» Work request
From the first line onward, reproduce the records exactly; the final line to include is the one holding "pub trait PinIface: Send".

» Dataset
▼▼▼

//! Capabilities the firmware core needs from the board.
//!
//! Register-level bring-up and interrupt vector registration live outside of this crate.
//! The board glue implements these traits and forwards each interrupt to the matching handler.

use crate::Error;
use alloc::sync::Arc;
use common::{config::CHANNEL_COUNT, units::AdcCode};
use core::time::Duration;

/// Analog converter bound to a single channel.
pub trait AdcIface: Send {
    /// Triggers a conversion. Completion is reported by a separate event.
    fn start(&mut self) -> Result<(), Error>;
    /// Result of the last completed conversion.
    fn read(&mut self) -> Result<AdcCode, Error>;
}

/// Periodic timer counting millisecond ticks.
pub trait TimerIface: Send {
    fn reload(&self) -> u32;
    fn set_reload(&mut self, ticks: u32) -> Result<(), Error>;
}

pub trait UartIface: Send {
    /// Called only after the peripheral reported that it is ready to accept a byte.
    fn write_byte(&mut self, byte: u8) -> Result<(), Error>;
}

pub trait PinIface: Send {
    fn toggle(&mut self);
}

/// Monotonic time since boot.
pub trait ClockIface: Send {
    fn now(&self) -> Duration;
}

/// Requests transmit-ready events until the transmitter reports that it is drained.
pub trait TxWaker: Send + Sync {
    fn wake(&self);
}

pub trait Board: 'static {
    type Adc: AdcIface;
    type Timer: TimerIface;
    type Uart: UartIface;
    type Pin: PinIface;
    type Clock: ClockIface;
}

/// Peripherals handed over once bring-up is done. Arrays are indexed by `ChannelId::index`.
pub struct Peripherals<B: Board> {
    pub adcs: [B::Adc; CHANNEL_COUNT],
    pub timers: [B::Timer; CHANNEL_COUNT],
    pub uart: B::Uart,
    /// Toggled on every temperature sample.
    pub sample_led: B::Pin,
    /// Blinks while acquisition is active.
    pub run_led: B::Pin,
    pub clock: B::Clock,
    pub tx_waker: Arc<dyn TxWaker>,
}
use super::{control::ControlHandle, stats::Statistics, telemetry::Outbox};
use crate::{
    channel::Channel,
    error::ErrorKind,
    hal::{AdcIface, Board, PinIface},
};
use alloc::sync::Arc;
use common::{protocol::telemetry, values::ChannelId};

/// Acquisition of one channel, advanced by its timer and conversion events.
pub struct Sampler<B: Board> {
    channel: Channel,
    adc: B::Adc,
    /// Toggled on every reported sample.
    indicator: Option<B::Pin>,
    /// A conversion has been started and not read yet.
    pending: bool,
    control: Arc<ControlHandle>,
    outbox: Outbox,
    stats: Arc<Statistics>,
}

impl<B: Board> Sampler<B> {
    pub fn new(
        id: ChannelId,
        adc: B::Adc,
        indicator: Option<B::Pin>,
        control: Arc<ControlHandle>,
        outbox: Outbox,
        stats: Arc<Statistics>,
    ) -> Self {
        Self {
            channel: Channel::new(id),
            adc,
            indicator,
            pending: false,
            control,
            outbox,
            stats,
        }
    }

    pub fn id(&self) -> ChannelId {
        self.channel.id()
    }
    pub fn channel(&self) -> &Channel {
        &self.channel
    }
    pub fn is_pending(&self) -> bool {
        self.pending
    }

    pub fn on_timer_elapsed(&mut self) {
        let stats = self.stats.channel(self.channel.id());
        if self.pending {
            stats.report_overrun();
            log::trace!("{}: conversion still pending, tick skipped", self.channel.id());
            return;
        }
        match self.adc.start() {
            Ok(()) => self.pending = true,
            Err(e) if e.kind == ErrorKind::Busy => stats.report_overrun(),
            Err(e) => {
                stats.report_adc_error();
                log::warn!("{}: cannot start conversion: {}", self.channel.id(), e);
            }
        }
    }

    pub fn on_conversion_complete(&mut self) {
        self.pending = false;
        let id = self.channel.id();
        let stats = self.stats.channel(id);
        let code = match self.adc.read() {
            Ok(code) => code,
            Err(e) => {
                stats.report_adc_error();
                log::warn!("{}: cannot read conversion: {}", id, e);
                return;
            }
        };

        let value = self.channel.sample(code, self.control.channel(id).filter());
        stats.report_sample(value);
        log::trace!("{}: code {} -> {}", id, code, value);

        self.outbox.send(&telemetry(id, value));
        if let Some(pin) = self.indicator.as_mut() {
            pin.toggle();
        }
    }
}
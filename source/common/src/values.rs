use crate::{
    config::{CHANNEL_COUNT, TEMP_SCALE, WEIGHT_SCALE},
    units::AdcCode,
};
use derive_more::Display;

/// Sensor channel. Telemetry tags are part of the wire format.
#[derive(Clone, Copy, Debug, Eq, PartialEq, Hash, Display)]
pub enum ChannelId {
    #[display(fmt = "temperature")]
    Temperature,
    #[display(fmt = "weight")]
    Weight,
}

impl ChannelId {
    pub const ALL: [Self; CHANNEL_COUNT] = [Self::Temperature, Self::Weight];

    pub fn index(self) -> usize {
        match self {
            Self::Temperature => 0,
            Self::Weight => 1,
        }
    }

    pub fn tag(self) -> &'static str {
        match self {
            Self::Temperature => "TEMP",
            Self::Weight => "PESO",
        }
    }
    pub fn from_tag(tag: &str) -> Option<Self> {
        Self::ALL.into_iter().find(|ch| ch.tag() == tag)
    }

    /// Multiplicative calibration from volts to physical units.
    /// There is no offset term.
    pub fn scale(self) -> f32 {
        match self {
            Self::Temperature => TEMP_SCALE,
            Self::Weight => WEIGHT_SCALE,
        }
    }
}

/// Unfiltered result of a single conversion.
#[derive(Clone, Copy, Debug, Default, PartialEq)]
pub struct Reading {
    pub code: AdcCode,
    pub voltage: f32,
    pub value: f32,
}

impl Reading {
    pub fn convert(channel: ChannelId, code: AdcCode) -> Self {
        let voltage = code.to_voltage();
        Self {
            code,
            voltage,
            value: voltage * channel.scale(),
        }
    }
}
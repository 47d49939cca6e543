use common::config::{DEFAULT_WINDOW, MAX_SAMPLES};

/// Mean of the first `window` entries of `buffer`.
pub fn average(buffer: &[f32], window: usize) -> f32 {
    let window = window.min(buffer.len());
    if window == 0 {
        return 0.0;
    }
    buffer[..window].iter().sum::<f32>() / window as f32
}

/// Moving average over a circular buffer of fixed capacity.
///
/// Every slot inside the window contributes to the mean, including slots not yet written since
/// the filter was created (they hold zero). Shrinking the window wraps the write index into the
/// new window and keeps the buffer contents, so slots written under the old window stay in the
/// mean until they are overwritten.
#[derive(Clone, Debug)]
pub struct MovingAverage {
    buffer: [f32; MAX_SAMPLES],
    index: usize,
    window: usize,
}

impl Default for MovingAverage {
    fn default() -> Self {
        Self::new(DEFAULT_WINDOW)
    }
}

impl MovingAverage {
    pub fn new(window: usize) -> Self {
        Self {
            buffer: [0.0; MAX_SAMPLES],
            index: 0,
            window: window.clamp(1, MAX_SAMPLES),
        }
    }

    pub fn window(&self) -> usize {
        self.window
    }
    pub fn index(&self) -> usize {
        self.index
    }
    pub fn buffer(&self) -> &[f32] {
        &self.buffer
    }

    pub fn set_window(&mut self, window: usize) {
        let window = window.clamp(1, MAX_SAMPLES);
        if window != self.window {
            self.window = window;
            self.index %= window;
        }
    }

    /// Stores `value` at the write index and returns the new mean.
    pub fn push(&mut self, value: f32) -> f32 {
        self.buffer[self.index] = value;
        self.index = (self.index + 1) % self.window;
        self.mean()
    }

    pub fn mean(&self) -> f32 {
        average(&self.buffer, self.window)
    }
}
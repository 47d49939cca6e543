use super::{control::ControlHandle, stats::Statistics};
use crate::hal::{Board, ClockIface, PinIface, TimerIface};
use alloc::sync::Arc;
use common::{
    config::{CHANNEL_COUNT, INDICATOR_PERIOD, STATS_PERIOD},
    values::ChannelId,
};
use core::time::Duration;

/// Foreground work done on every main loop iteration.
pub struct Supervisor<B: Board> {
    timers: [B::Timer; CHANNEL_COUNT],
    run_led: B::Pin,
    clock: B::Clock,
    control: Arc<ControlHandle>,
    stats: Arc<Statistics>,
    last_toggle: Duration,
    last_stats: Duration,
}

impl<B: Board> Supervisor<B> {
    pub fn new(
        timers: [B::Timer; CHANNEL_COUNT],
        run_led: B::Pin,
        clock: B::Clock,
        control: Arc<ControlHandle>,
        stats: Arc<Statistics>,
    ) -> Self {
        let now = clock.now();
        Self {
            timers,
            run_led,
            clock,
            control,
            stats,
            last_toggle: now,
            last_stats: now,
        }
    }

    pub fn poll(&mut self) {
        self.update_reloads();

        let now = self.clock.now();
        if self.control.acquisition_active() {
            if now.saturating_sub(self.last_toggle) >= INDICATOR_PERIOD {
                self.run_led.toggle();
                self.last_toggle = now;
            }
        } else {
            self.last_toggle = now;
        }

        if now.saturating_sub(self.last_stats) >= STATS_PERIOD {
            log::debug!("[Statistics]{}", self.stats);
            self.last_stats = now;
        }
    }

    fn update_reloads(&mut self) {
        for (id, timer) in ChannelId::ALL.into_iter().zip(self.timers.iter_mut()) {
            let reload = self.control.reload(id);
            if timer.reload() == reload {
                continue;
            }
            match timer.set_reload(reload) {
                Ok(()) => {
                    self.stats.report_reload_update();
                    log::debug!("{} period: {} ms", id, reload);
                }
                Err(e) => log::warn!("{}: cannot set timer reload: {}", id, e),
            }
        }
    }
}
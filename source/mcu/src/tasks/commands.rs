use super::{control::ControlHandle, stats::Statistics, telemetry::Outbox};
use alloc::sync::Arc;
use common::{
    config::MAX_CMD_LEN,
    protocol::{is_terminator, Command, DecodeError, Request, START, STOP},
};

/// Accumulates received bytes into command lines and executes them.
pub struct CommandParser {
    line: heapless::Vec<u8, MAX_CMD_LEN>,
    control: Arc<ControlHandle>,
    outbox: Outbox,
    stats: Arc<Statistics>,
}

impl CommandParser {
    pub fn new(control: Arc<ControlHandle>, outbox: Outbox, stats: Arc<Statistics>) -> Self {
        Self {
            line: heapless::Vec::new(),
            control,
            outbox,
            stats,
        }
    }

    /// Bytes received since the last terminator.
    pub fn pending(&self) -> &[u8] {
        &self.line
    }

    pub fn on_byte(&mut self, byte: u8) {
        match byte {
            START => self.control.set_acquisition(true),
            STOP => self.control.set_acquisition(false),
            b if is_terminator(b) => {
                if !self.line.is_empty() {
                    self.dispatch();
                    self.line.clear();
                }
            }
            b => {
                if self.line.push(b).is_err() {
                    self.stats.commands.report_overflow();
                }
            }
        }
    }

    fn dispatch(&mut self) {
        let stats = &self.stats.commands;
        let request = match Request::tokenize(&self.line) {
            Some(request) => request,
            None => {
                stats.report_malformed();
                log::debug!("Malformed command discarded: {:?}", Text(&self.line));
                return;
            }
        };

        match Command::decode(&request) {
            Ok(command) => self.control.apply(&command),
            Err(e) => {
                match e {
                    DecodeError::UnknownType => stats.report_unknown(),
                    DecodeError::InvalidValue => stats.report_rejected(),
                }
                log::debug!("Command {:?} not applied: {}", Text(&self.line), e);
            }
        }

        // Acknowledged even if nothing was applied.
        if self.outbox.send(&request.ack()) {
            stats.report_acknowledged();
        }
    }
}

/// Received bytes printed as text where possible.
struct Text<'a>(&'a [u8]);

impl<'a> core::fmt::Debug for Text<'a> {
    fn fmt(&self, f: &mut core::fmt::Formatter<'_>) -> core::fmt::Result {
        match core::str::from_utf8(self.0) {
            Ok(s) => write!(f, "{:?}", s),
            Err(_) => write!(f, "{:?}", self.0),
        }
    }
}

▲▲▲

» Written solution
//! Capabilities the firmware core needs from the board.
//!
//! Register-level bring-up and interrupt vector registration live outside of this crate.
//! The board glue implements these traits and forwards each interrupt to the matching handler.

use crate::Error;
use alloc::sync::Arc;
use common::{config::CHANNEL_COUNT, units::AdcCode};
use core::time::Duration;

/// Analog converter bound to a single channel.
pub trait AdcIface: Send {
    /// Triggers a conversion. Completion is reported by a separate event.
    fn start(&mut self) -> Result<(), Error>;
    /// Result of the last completed conversion.
    fn read(&mut self) -> Result<AdcCode, Error>;
}

/// Periodic timer counting millisecond ticks.
pub trait TimerIface: Send {
    fn reload(&self) -> u32;
    fn set_reload(&mut self, ticks: u32) -> Result<(), Error>;
}

pub trait UartIface: Send {
    /// Called only after the peripheral reported that it is ready to accept a byte.
    fn write_byte(&mut self, byte: u8) -> Result<(), Error>;
}

pub trait PinIface: Send {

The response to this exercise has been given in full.